Stop English Immersion


Saturday, 26 February 2000
COMMENT      10A

THE ARIZONA DAILY STAR

I applaud the editorial board for its concise assessment in the Feb. 12 editorial, ``Troubled bilingual ed.''

The Star has most accurately presented the issues without succumbing to the muddled rhetoric peddled by the English-only, anti-immigrant and other similar groups. This issue is about meeting educational needs appropriately.

You state the truth: ``It's the will that's missing.'' Since the inception (1919) of the disastrous ``1C English Immersion'' program, producing a greater than 60 percent drop-out rate for Hispanics and Native Americans, the will to help these students has been missing.

But in 1968, it was the persistent will of courageous LEP advocates, Tucsonans Hank Oyama, Adalberto Guerrero and Maria Urquides, that won the first in a series of battles for LEP children nationally.

Some legislators then, like today, met court findings with resistance, believing funding for bilingual education and ESL, which is an integral part of bilingual education, was about separatism. These programs are about English.

The evidence is clear. The Arizona Department of Education again reports that students in some sort of language program out-performed English immersion. Yet this year, voters might have to face the ill-conceived Ron Unz initiative that attempts to resurrect the infamous 1C.

The vast majority of survivors of 1C and other caustic language education programs in Arizona deplore the notion of their return.

Once again, we are in need of the persistent will of courageous Navajo, Tohono O'odham, Hopi, Apache, Yaqui, Hispanic, Vietnamese, Korean, etc. and Anglo advocates from the four corners of our state to become voices for educational justice, doing just as the Star has done. This issue is about the children of our state.
Alejandra Sotomayor
Co-chair
Arizona Language Education Council



Rebuttal


As the champion defender of bilingual education, Mrs. Sotomayor continues to show little reason in her arguments against English immersion and our organization. Sotomayor's continuous diatribe on the issue of the 1-C programs and their similarity to English immersion has become most tiresome, especially for her inability to convince us of any real connection. The social atmosphere of the forties and fifties were admittedly racist and segregatory, but anyone would be hardpressed to find the same types of attitudes these days with regards to minorities. Can anyone seriously believe that the ethnic insensitivity of those days is still with us? Besides, the point of those clases, for all their iniquity, was a well-intentioned teaching of English which unfortunately developed some negative aspects. Nevertheless, we have spoken to several people who were in fact students during those days who attest to having received a great education, though to even say this to bilingual ed defenders characterizes us as a deplorably racist group.
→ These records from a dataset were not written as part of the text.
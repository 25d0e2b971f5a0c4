//! Explicit git session handle.
//!
//! All subprocess access to the repository goes through one `GitSession`
//! passed down from the command layer, so nothing reads ambient global
//! state and the planning core can run against a fake provider instead.

use anyhow::{anyhow, Context, Result};
use std::path::{Path, PathBuf};
use std::process::{Command, Output};

pub struct GitSession {
    git: PathBuf,
    repo_root: PathBuf,
}

impl GitSession {
    /// Open a session rooted at the repository containing the current
    /// working directory.
    pub fn open() -> Result<Self> {
        let git = which::which("git").context("locate git executable")?;
        let probe = Command::new(&git)
            .args(["rev-parse", "--show-toplevel"])
            .output()
            .context("run git rev-parse --show-toplevel")?;
        if !probe.status.success() {
            return Err(anyhow!(
                "not inside a git repository: {}",
                String::from_utf8_lossy(&probe.stderr).trim()
            ));
        }
        let repo_root = PathBuf::from(String::from_utf8_lossy(&probe.stdout).trim());
        Ok(Self { git, repo_root })
    }

    pub fn repo_root(&self) -> &Path {
        &self.repo_root
    }

    /// Resolve a CLI-supplied path against the repository root.
    pub fn workspace_path(&self, path: &Path) -> PathBuf {
        if path.is_absolute() {
            path.to_path_buf()
        } else {
            self.repo_root.join(path)
        }
    }

    /// Run git with the given args, returning the raw output regardless of
    /// exit status.
    pub fn run(&self, args: &[&str]) -> Result<Output> {
        self.run_with_env(args, &[])
    }

    pub fn run_with_env(&self, args: &[&str], env: &[(&str, &str)]) -> Result<Output> {
        let mut command = Command::new(&self.git);
        command.args(args).current_dir(&self.repo_root);
        for (key, value) in env {
            command.env(key, value);
        }
        command
            .output()
            .with_context(|| format!("run git {}", args.join(" ")))
    }

    /// Run git and require success, returning stdout as text.
    pub fn read(&self, args: &[&str]) -> Result<String> {
        let output = self.run(args)?;
        self.require_success(args, &output)?;
        Ok(String::from_utf8_lossy(&output.stdout).into_owned())
    }

    /// Run a mutating git command and require success.
    pub fn exec(&self, args: &[&str]) -> Result<()> {
        let output = self.run(args)?;
        self.require_success(args, &output)
    }

    pub fn exec_with_env(&self, args: &[&str], env: &[(&str, &str)]) -> Result<()> {
        let output = self.run_with_env(args, env)?;
        self.require_success(args, &output)
    }

    /// Refuse to continue with uncommitted local changes.
    pub fn ensure_clean_worktree(&self) -> Result<()> {
        let status = self.read(&["status", "--porcelain"])?;
        if !status.trim().is_empty() {
            return Err(anyhow!(
                "working tree is not clean; commit or stash changes before rewriting"
            ));
        }
        Ok(())
    }

    fn require_success(&self, args: &[&str], output: &Output) -> Result<()> {
        if output.status.success() {
            return Ok(());
        }
        Err(anyhow!(
            "git {} failed: {}",
            args.join(" "),
            String::from_utf8_lossy(&output.stderr).trim()
        ))
    }
}
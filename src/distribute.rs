//! Proportional distribution primitives shared by allocation and scheduling.
//!
//! Both callers solve a flavor of the same problem: hand out N indivisible
//! units across M buckets deterministically, with no unit left over. The
//! allocation solver uses a capped largest-remainder division; the scheduler
//! spreads its per-day remainder with a bucket-crossing index selection.

use std::cmp::Ordering;

use crate::error::PlanError;

/// Expand each weighted item into at least one unit, then spend the rest of
/// the budget proportionally to each item's expandable capacity
/// (`weight - 1`), rounding by largest remainder.
///
/// Ties rank by larger fractional remainder, then larger capacity, then
/// original order. Every award is capped at the item's capacity, so the
/// result always satisfies `1 <= out[i] <= weights[i]` and sums to `target`.
pub fn allocate_with_caps(weights: &[usize], target: usize) -> Result<Vec<usize>, PlanError> {
    let sources = weights.len();
    if target < sources {
        return Err(PlanError::Underflow { target, sources });
    }

    let capacities: Vec<usize> = weights.iter().map(|weight| weight.saturating_sub(1)).collect();
    let total_capacity: usize = capacities.iter().sum();
    let budget = target - sources;
    if budget > total_capacity {
        return Err(PlanError::CapacityExceeded {
            target,
            capacity: sources + total_capacity,
        });
    }

    let mut extras = vec![0usize; sources];
    if budget > 0 {
        let raw: Vec<f64> = capacities
            .iter()
            .map(|&capacity| budget as f64 * capacity as f64 / total_capacity as f64)
            .collect();
        for (index, extra) in extras.iter_mut().enumerate() {
            *extra = (raw[index].floor() as usize).min(capacities[index]);
        }
        let mut left = budget - extras.iter().sum::<usize>();

        let mut ranking: Vec<usize> = (0..sources).collect();
        ranking.sort_by(|&a, &b| {
            let remainder_a = raw[a] - raw[a].floor();
            let remainder_b = raw[b] - raw[b].floor();
            remainder_b
                .partial_cmp(&remainder_a)
                .unwrap_or(Ordering::Equal)
                .then(capacities[b].cmp(&capacities[a]))
                .then(a.cmp(&b))
        });

        while left > 0 {
            let mut progressed = false;
            for &index in &ranking {
                if extras[index] < capacities[index] {
                    extras[index] += 1;
                    left -= 1;
                    progressed = true;
                    if left == 0 {
                        break;
                    }
                }
            }
            if !progressed {
                return Err(PlanError::CapacityExceeded {
                    target,
                    capacity: sources + total_capacity,
                });
            }
        }
    }

    Ok(extras.into_iter().map(|extra| 1 + extra).collect())
}

/// Select `pick` of `total` indices so that the picks are spread across the
/// whole range: index `i` is selected when `(i+1)*pick/total` crosses an
/// integer boundary that `i*pick/total` has not reached.
pub fn spread_indices(total: usize, pick: usize) -> Result<Vec<usize>, PlanError> {
    if pick > total {
        return Err(PlanError::BlueprintInconsistent(format!(
            "cannot spread {pick} extra units over {total} days"
        )));
    }
    Ok((0..total)
        .filter(|&index| (index + 1) * pick / total > index * pick / total)
        .collect())
}

/// Split `items` into `groups` ordered, non-empty, contiguous chunks whose
/// sizes differ by at most one; the first `len % groups` chunks get the
/// extra element.
pub fn split_evenly<T: Clone>(items: &[T], groups: usize) -> Result<Vec<Vec<T>>, PlanError> {
    if groups < 1 || groups > items.len() {
        return Err(PlanError::InvalidSplit {
            items: items.len(),
            groups,
        });
    }

    let chunk_size = items.len() / groups;
    let remainder = items.len() % groups;
    let mut chunks = Vec::with_capacity(groups);
    let mut cursor = 0;
    for index in 0..groups {
        let size = chunk_size + usize::from(index < remainder);
        chunks.push(items[cursor..cursor + size].to_vec());
        cursor += size;
    }
    Ok(chunks)
}

#[cfg(test)]
mod tests {
    use super::*;

    #[test]
    fn allocation_worked_example() {
        // Weights [4,2,1], target 6: capacities [3,1,0], budget 3, exact
        // shares [2.25, 0.75, 0] -> floors [2,0,0]; the leftover unit goes
        // to the largest fractional remainder (0.75 at index 1).
        let allocation = allocate_with_caps(&[4, 2, 1], 6).expect("allocate");
        assert_eq!(allocation, vec![3, 2, 1]);
    }

    #[test]
    fn allocation_respects_bounds_and_sum() {
        let cases: &[(&[usize], usize)] = &[
            (&[4, 2, 1], 6),
            (&[1, 1, 1], 3),
            (&[10], 7),
            (&[3, 3, 3, 3], 9),
            (&[5, 1, 2, 8], 12),
        ];
        for &(weights, target) in cases {
            let allocation = allocate_with_caps(weights, target).expect("allocate");
            assert_eq!(allocation.iter().sum::<usize>(), target);
            for (index, &count) in allocation.iter().enumerate() {
                assert!(count >= 1, "weights={weights:?} target={target}");
                assert!(count <= weights[index], "weights={weights:?} target={target}");
            }
        }
    }

    #[test]
    fn allocation_is_deterministic() {
        let first = allocate_with_caps(&[7, 7, 7, 2], 19).expect("allocate");
        let second = allocate_with_caps(&[7, 7, 7, 2], 19).expect("allocate");
        assert_eq!(first, second);
    }

    #[test]
    fn allocation_underflow() {
        let err = allocate_with_caps(&[3, 3], 1).expect_err("underflow");
        assert_eq!(err, PlanError::Underflow { target: 1, sources: 2 });
    }

    #[test]
    fn allocation_capacity_exceeded() {
        let err = allocate_with_caps(&[2, 1], 4).expect_err("capacity");
        assert_eq!(
            err,
            PlanError::CapacityExceeded {
                target: 4,
                capacity: 3
            }
        );
    }

    #[test]
    fn spread_is_even_over_the_range() {
        assert_eq!(spread_indices(5, 2).expect("spread"), vec![2, 4]);
        assert_eq!(spread_indices(4, 1).expect("spread"), vec![3]);
        assert_eq!(spread_indices(3, 3).expect("spread"), vec![0, 1, 2]);
        assert_eq!(spread_indices(6, 0).expect("spread"), Vec::<usize>::new());
    }

    #[test]
    fn spread_rejects_overfull_pick() {
        assert!(spread_indices(2, 3).is_err());
    }

    #[test]
    fn split_sizes_differ_by_at_most_one() {
        let items: Vec<u32> = (0..7).collect();
        let chunks = split_evenly(&items, 3).expect("split");
        let sizes: Vec<usize> = chunks.iter().map(Vec::len).collect();
        assert_eq!(sizes, vec![3, 2, 2]);
    }

    #[test]
    fn split_concatenation_reproduces_input() {
        let items: Vec<u32> = (0..11).collect();
        for groups in 1..=items.len() {
            let chunks = split_evenly(&items, groups).expect("split");
            assert_eq!(chunks.len(), groups);
            assert!(chunks.iter().all(|chunk| !chunk.is_empty()));
            let rejoined: Vec<u32> = chunks.into_iter().flatten().collect();
            assert_eq!(rejoined, items);
        }
    }

    #[test]
    fn split_rejects_out_of_range_counts() {
        let items = vec![1, 2, 3];
        assert_eq!(
            split_evenly(&items, 0).expect_err("zero groups"),
            PlanError::InvalidSplit { items: 3, groups: 0 }
        );
        assert_eq!(
            split_evenly(&items, 4).expect_err("too many groups"),
            PlanError::InvalidSplit { items: 3, groups: 4 }
        );
    }
}
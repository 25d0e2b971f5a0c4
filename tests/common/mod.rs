//! Shared test infrastructure for integration tests.

use std::path::PathBuf;
use std::process::{Command, Stdio};
use tempfile::TempDir;

/// A throwaway git repository driven through the compiled binary.
pub struct ScratchRepo {
    _temp: TempDir,
    pub root: PathBuf,
}

/// Captured result of one binary invocation.
pub struct RunResult {
    pub ok: bool,
    pub stdout: String,
    pub stderr: String,
}

impl ScratchRepo {
    pub fn init() -> anyhow::Result<Self> {
        let temp = TempDir::new()?;
        let root = temp.path().join("repo");
        std::fs::create_dir_all(&root)?;
        let repo = Self { _temp: temp, root };
        repo.git(&["init", "-b", "main"])?;
        repo.git(&["config", "user.name", "Seed Author"])?;
        repo.git(&["config", "user.email", "seed@example.com"])?;
        repo.git(&["config", "commit.gpgsign", "false"])?;
        Ok(repo)
    }

    pub fn git(&self, args: &[&str]) -> anyhow::Result<String> {
        let output = Command::new("git")
            .args(args)
            .current_dir(&self.root)
            .output()?;
        if !output.status.success() {
            anyhow::bail!(
                "git {args:?} failed: {}",
                String::from_utf8_lossy(&output.stderr)
            );
        }
        Ok(String::from_utf8_lossy(&output.stdout).into_owned())
    }

    pub fn write_file(&self, rel: &str, contents: &str) -> anyhow::Result<()> {
        let path = self.root.join(rel);
        if let Some(parent) = path.parent() {
            std::fs::create_dir_all(parent)?;
        }
        std::fs::write(path, contents)?;
        Ok(())
    }

    pub fn remove_file(&self, rel: &str) -> anyhow::Result<()> {
        std::fs::remove_file(self.root.join(rel))?;
        Ok(())
    }

    pub fn commit_all(&self, subject: &str) -> anyhow::Result<()> {
        self.git(&["add", "-A"])?;
        self.git(&["commit", "-m", subject])?;
        Ok(())
    }

    /// Run the compiled `recommit` binary inside the scratch repo.
    pub fn recommit(&self, args: &[&str]) -> anyhow::Result<RunResult> {
        let output = Command::new(env!("CARGO_BIN_EXE_recommit"))
            .args(args)
            .current_dir(&self.root)
            .stdin(Stdio::null())
            .output()?;
        Ok(RunResult {
            ok: output.status.success(),
            stdout: String::from_utf8_lossy(&output.stdout).into_owned(),
            stderr: String::from_utf8_lossy(&output.stderr).into_owned(),
        })
    }
}

/// Check if git is available; skip test if not.
pub fn git_available() -> bool {
    Command::new("git")
        .arg("--version")
        .stdout(Stdio::null())
        .stderr(Stdio::null())
        .status()
        .is_ok()
}
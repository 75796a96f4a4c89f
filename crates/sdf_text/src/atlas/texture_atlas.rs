//! JSON-backed texture atlas
//!
//! Reads a description of where each named sprite lives inside a shared
//! atlas image and converts those pixel rectangles into UV regions.
//!
//! ```json
//! {
//!     "width": 512,
//!     "height": 512,
//!     "sub_textures": {
//!         "A": { "x": 0, "y": 0, "width": 32, "height": 48 }
//!     }
//! }
//! ```

use std::collections::HashMap;
use std::path::Path;

use serde::{Deserialize, Serialize};

use super::{AtlasError, SubTextureLookup, UvRegion};
use crate::foundation::math::Vec2;

/// Pixel rectangle of one sprite inside the atlas image
#[derive(Debug, Clone, Copy, PartialEq, Eq, Serialize, Deserialize)]
pub struct SubTexture {
    /// Left edge in pixels
    pub x: u32,
    /// Bottom edge in pixels, or top edge when the atlas uses top-left coordinates
    pub y: u32,
    /// Width in pixels
    pub width: u32,
    /// Height in pixels
    pub height: u32,
}

/// On-disk layout of a texture atlas description
#[derive(Debug, Clone, PartialEq, Serialize, Deserialize)]
pub struct TextureAtlasDescription {
    /// Atlas image width in pixels
    pub width: u32,
    /// Atlas image height in pixels
    pub height: u32,
    /// Sprite name to pixel rectangle
    pub sub_textures: HashMap<String, SubTexture>,
}

/// Texture atlas with sprite rectangles resolved to UV coordinates
#[derive(Debug, Clone)]
pub struct TextureAtlas {
    width: u32,
    height: u32,
    regions: HashMap<String, UvRegion>,
}

impl TextureAtlas {
    /// Load an atlas description from a JSON file
    ///
    /// # Arguments
    ///
    /// * `path` - JSON description of the atlas
    /// * `flip_texture` - The atlas image is uploaded upside down, so every `v` is mirrored
    /// * `top_left_coords` - Sub-texture `y` values are measured from the top edge
    pub fn from_file(
        path: impl AsRef<Path>,
        flip_texture: bool,
        top_left_coords: bool,
    ) -> Result<Self, AtlasError> {
        let path = path.as_ref();
        log::debug!("Loading texture atlas from {:?}", path);

        let contents = std::fs::read_to_string(path).map_err(|source| AtlasError::Io {
            path: path.to_path_buf(),
            source,
        })?;
        let description: TextureAtlasDescription =
            serde_json::from_str(&contents).map_err(|source| AtlasError::Parse {
                path: path.to_path_buf(),
                source,
            })?;

        let atlas = Self::from_description(&description, flip_texture, top_left_coords)?;
        log::info!(
            "Loaded texture atlas {}x{} with {} sub-textures from {:?}",
            atlas.width,
            atlas.height,
            atlas.len(),
            path
        );
        Ok(atlas)
    }

    /// Build an atlas from an already parsed description
    pub fn from_description(
        description: &TextureAtlasDescription,
        flip_texture: bool,
        top_left_coords: bool,
    ) -> Result<Self, AtlasError> {
        let (width, height) = (description.width, description.height);
        if width == 0 || height == 0 {
            return Err(AtlasError::InvalidDimensions { width, height });
        }

        let mut regions = HashMap::with_capacity(description.sub_textures.len());
        for (name, rect) in &description.sub_textures {
            let fits_x = rect.x.checked_add(rect.width).is_some_and(|right| right <= width);
            let fits_y = rect.y.checked_add(rect.height).is_some_and(|top| top <= height);
            if !fits_x || !fits_y {
                return Err(AtlasError::OutOfBounds(name.clone()));
            }

            let region = uv_region(rect, width, height, flip_texture, top_left_coords);
            regions.insert(name.clone(), region);
        }

        Ok(Self { width, height, regions })
    }

    /// Atlas image dimensions in pixels
    pub fn dimensions(&self) -> (u32, u32) {
        (self.width, self.height)
    }

    /// Number of sprites in the atlas
    pub fn len(&self) -> usize {
        self.regions.len()
    }

    /// True if the atlas holds no sprites
    pub fn is_empty(&self) -> bool {
        self.regions.is_empty()
    }
}

impl SubTextureLookup for TextureAtlas {
    fn texture_coordinates_of_sub_texture(&self, sprite_name: &str) -> Option<UvRegion> {
        self.regions.get(sprite_name).copied()
    }
}

fn uv_region(
    rect: &SubTexture,
    atlas_width: u32,
    atlas_height: u32,
    flip_texture: bool,
    top_left_coords: bool,
) -> UvRegion {
    let (w, h) = (atlas_width as f32, atlas_height as f32);

    let bottom_px = if top_left_coords {
        atlas_height - rect.y - rect.height
    } else {
        rect.y
    };

    let u_left = rect.x as f32 / w;
    let u_right = (rect.x + rect.width) as f32 / w;
    let mut v_bottom = bottom_px as f32 / h;
    let mut v_top = (bottom_px + rect.height) as f32 / h;

    if flip_texture {
        v_bottom = 1.0 - v_bottom;
        v_top = 1.0 - v_top;
    }

    [
        Vec2::new(u_left, v_bottom),
        Vec2::new(u_right, v_bottom),
        Vec2::new(u_right, v_top),
        Vec2::new(u_left, v_top),
    ]
}
//! Glyph table
//!
//! Maps characters to their pixel metrics and atlas UV region. Built once
//! from a [`FontMetrics`] description and a texture atlas, then read-only.

use std::collections::HashMap;
use std::fmt;

use super::{CharacterMetrics, FontError, FontMetrics, FontResult};
use crate::atlas::{SubTextureLookup, UvRegion};
use crate::foundation::math::{is_finite_non_negative, Vec2};

/// Key of a glyph in the table
///
/// The table only covers the characters the metrics file defines; in
/// practice that is a fixed single-byte alphabet. Any `char` can be looked
/// up, but wider character sets need a wider metrics file.
#[derive(Debug, Clone, Copy, PartialEq, Eq, Hash, PartialOrd, Ord)]
pub struct GlyphKey(char);

impl GlyphKey {
    /// Parse a metrics-file key, which must be exactly one character
    pub fn parse(key: &str) -> Option<Self> {
        let mut chars = key.chars();
        match (chars.next(), chars.next()) {
            (Some(ch), None) => Some(Self(ch)),
            _ => None,
        }
    }

    /// The character this key stands for
    pub fn as_char(self) -> char {
        self.0
    }

    /// Name of the atlas sprite holding this glyph
    pub fn sprite_name(self) -> String {
        self.0.to_string()
    }
}

impl From<char> for GlyphKey {
    fn from(ch: char) -> Self {
        Self(ch)
    }
}

impl fmt::Display for GlyphKey {
    fn fmt(&self, f: &mut fmt::Formatter<'_>) -> fmt::Result {
        write!(f, "{}", self.0)
    }
}

/// Metrics and texture region of one glyph
#[derive(Debug, Clone, PartialEq)]
pub struct GlyphRecord {
    /// Bitmap width in source pixels
    pub width_px: f32,
    /// Bitmap height in source pixels
    pub height_px: f32,
    /// Pen anchor offset from the bitmap's left edge
    pub origin_x: f32,
    /// Pen anchor offset from the bitmap's top edge
    pub origin_y: f32,
    /// Horizontal pen advance in pixels
    pub advance_px: f32,
    /// Atlas UVs in quad corner order (lower-left, lower-right, upper-right, upper-left)
    pub uv_region: UvRegion,
}

impl GlyphRecord {
    /// Validate raw metrics; the UV region is attached once the sprite is found
    fn from_metrics(key: &str, metrics: &CharacterMetrics) -> FontResult<Self> {
        let malformed = |reason: &str| FontError::MalformedGlyph {
            key: key.to_string(),
            reason: reason.to_string(),
        };

        if !is_finite_non_negative(metrics.width) {
            return Err(malformed("width must be a finite non-negative number"));
        }
        if !is_finite_non_negative(metrics.height) {
            return Err(malformed("height must be a finite non-negative number"));
        }
        if !(metrics.origin_x.is_finite() && metrics.origin_y.is_finite()) {
            return Err(malformed("origin must be finite"));
        }
        if !metrics.advance.is_finite() {
            return Err(malformed("advance must be finite"));
        }

        Ok(Self {
            width_px: metrics.width,
            height_px: metrics.height,
            origin_x: metrics.origin_x,
            origin_y: metrics.origin_y,
            advance_px: metrics.advance,
            uv_region: [Vec2::zeros(); 4],
        })
    }
}

/// Immutable character to glyph mapping
#[derive(Debug, Clone, Default)]
pub struct GlyphTable {
    glyphs: HashMap<GlyphKey, GlyphRecord>,
    missing_sprites: Vec<GlyphKey>,
}

impl GlyphTable {
    /// Build the table from a metrics description and a texture atlas
    ///
    /// The atlas is queried once per character for the sprite named by that
    /// character, and the UVs are copied into the record. A character whose
    /// sprite is absent is left out of the table, logged, and listed in
    /// [`missing_sprites`](Self::missing_sprites).
    ///
    /// # Errors
    ///
    /// [`FontError::MalformedGlyph`] if a key is not a single character or a
    /// metric is negative or non-finite.
    pub fn build(metrics: &FontMetrics, atlas: &impl SubTextureLookup) -> FontResult<Self> {
        let mut glyphs = HashMap::with_capacity(metrics.characters.len());
        let mut missing_sprites = Vec::new();

        for (key, character) in &metrics.characters {
            let glyph_key = GlyphKey::parse(key).ok_or_else(|| FontError::MalformedGlyph {
                key: key.clone(),
                reason: "key must be exactly one character".to_string(),
            })?;

            let mut record = GlyphRecord::from_metrics(key, character)?;

            let Some(uv_region) = atlas.texture_coordinates_of_sub_texture(&glyph_key.sprite_name()) else {
                log::error!("Character '{}' has metrics but no sprite in the texture atlas", glyph_key);
                missing_sprites.push(glyph_key);
                continue;
            };

            record.uv_region = uv_region;
            glyphs.insert(glyph_key, record);
        }

        log::debug!(
            "Glyph table built: {} glyphs, {} missing sprites",
            glyphs.len(),
            missing_sprites.len()
        );

        Ok(Self { glyphs, missing_sprites })
    }

    /// Look up the glyph for a character
    pub fn get(&self, ch: char) -> Option<&GlyphRecord> {
        self.glyphs.get(&GlyphKey::from(ch))
    }

    /// Number of glyphs in the table
    pub fn len(&self) -> usize {
        self.glyphs.len()
    }

    /// True if no glyph was loaded
    pub fn is_empty(&self) -> bool {
        self.glyphs.is_empty()
    }

    /// Characters that had metrics but no atlas sprite, in key order
    pub fn missing_sprites(&self) -> &[GlyphKey] {
        &self.missing_sprites
    }

    /// Iterate over all glyphs in unspecified order
    pub fn iter(&self) -> impl Iterator<Item = (GlyphKey, &GlyphRecord)> {
        self.glyphs.iter().map(|(key, glyph)| (*key, glyph))
    }
}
When Sotomayor speaks about bilingual education not being about separatism, she must think that no one is watching. For thirty years bilingual ed has done nothing more effectively than to alienate Mexican students form the mainstream American culture by not providing them with adequate levels of English or academics. They consistently score at lower levels than any other ethnic group in tests, their dropout rates are higher than for any other group and they are graduating fewer from college than most groups. In the end, after twelve years of public schooling that includes forced bilingual education, these kids end up in the Mexican areas of town destined to forever remain there as laborers. In fact, Lopez And Mora have determined that Mexican children who have attended bilingual education earn up to fifty percent less than their peers who never attended bilingual ed. So much for the unqualified success of these programs!